◆ Assigned task: Which of the lines below hold "derive"? Please return each one.

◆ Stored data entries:
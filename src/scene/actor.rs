//! 通用 2D Actor
//!
//! 场景图中的基本节点：位置、旋转、缩放、透明度、深度、帧索引，
//! 以及由自身负责积分的线速度/角速度（带阻尼）。

use glam::{Affine2, Vec2};
use serde::{Deserialize, Serialize};
use std::collections::HashMap;
use std::fmt;

/// Actor唯一标识符
#[derive(Debug, Clone, Copy, PartialEq, Eq, Hash, PartialOrd, Ord, Serialize, Deserialize)]
pub struct ActorId(pub u64);

impl ActorId {
    pub fn new(id: u64) -> Self {
        Self(id)
    }

    pub fn as_u64(&self) -> u64 {
        self.0
    }
}

impl fmt::Display for ActorId {
    fn fmt(&self, f: &mut fmt::Formatter<'_>) -> fmt::Result {
        write!(f, "Actor({})", self.0)
    }
}

/// 运动状态
///
/// 由 [`Actor::integrate`] 积分，`damping` 每帧乘到速度上一次。
#[derive(Debug, Clone, Copy, PartialEq, Serialize, Deserialize)]
pub struct Motion {
    /// 水平速度
    pub vx: f32,
    /// 垂直速度（正值向下）
    pub vy: f32,
    /// 角速度（弧度/秒）
    pub vr: f32,
    /// 每帧速度衰减系数（1.0 = 不衰减）
    pub damping: f32,
}

impl Default for Motion {
    fn default() -> Self {
        Self {
            vx: 0.0,
            vy: 0.0,
            vr: 0.0,
            damping: 1.0,
        }
    }
}

/// 场景图中的 Actor
///
/// 坐标均相对于父节点空间。父子关系由 [`Stage`](super::Stage) 维护。
#[derive(Debug, Clone, PartialEq)]
pub struct Actor {
    /// 类型标签
    pub kind: String,
    pub x: f32,
    pub y: f32,
    /// 旋转（弧度）
    pub rotation: f32,
    pub scale_x: f32,
    pub scale_y: f32,
    pub opacity: f32,
    pub depth: i32,
    pub current_frame: u32,
    pub active: bool,
    pub visible: bool,
    pub motion: Motion,
    /// 自定义属性
    pub properties: HashMap<String, serde_json::Value>,
}

impl Default for Actor {
    fn default() -> Self {
        Self {
            kind: "actor".to_string(),
            x: 0.0,
            y: 0.0,
            rotation: 0.0,
            scale_x: 1.0,
            scale_y: 1.0,
            opacity: 1.0,
            depth: 0,
            current_frame: 0,
            active: true,
            visible: true,
            motion: Motion::default(),
            properties: HashMap::new(),
        }
    }
}

impl Actor {
    pub fn new(kind: impl Into<String>) -> Self {
        Self {
            kind: kind.into(),
            ..Default::default()
        }
    }

    /// 设置位置
    pub fn with_position(mut self, x: f32, y: f32) -> Self {
        self.x = x;
        self.y = y;
        self
    }

    /// 设置速度
    pub fn with_velocity(mut self, vx: f32, vy: f32) -> Self {
        self.motion.vx = vx;
        self.motion.vy = vy;
        self
    }

    /// 设置统一缩放
    pub fn with_scale(mut self, scale: f32) -> Self {
        self.scale_x = scale;
        self.scale_y = scale;
        self
    }

    pub fn position(&self) -> Vec2 {
        Vec2::new(self.x, self.y)
    }

    pub fn set_position(&mut self, position: Vec2) {
        self.x = position.x;
        self.y = position.y;
    }

    /// 相对父节点的局部变换
    pub fn local_transform(&self) -> Affine2 {
        Affine2::from_scale_angle_translation(
            Vec2::new(self.scale_x, self.scale_y),
            self.rotation,
            self.position(),
        )
    }

    /// 每帧物理更新：积分位置和旋转，然后施加阻尼
    pub fn integrate(&mut self, dt: f32) {
        self.x += self.motion.vx * dt;
        self.y += self.motion.vy * dt;
        self.rotation += self.motion.vr * dt;

        let damping = self.motion.damping;
        if damping != 1.0 {
            self.motion.vx *= damping;
            self.motion.vy *= damping;
            self.motion.vr *= damping;
        }
    }
}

◆ Reply to the task:
#[derive(Debug, Clone, Copy, PartialEq, Eq, Hash, PartialOrd, Ord, Serialize, Deserialize)]
#[derive(Debug, Clone, Copy, PartialEq, Serialize, Deserialize)]
#[derive(Debug, Clone, PartialEq)]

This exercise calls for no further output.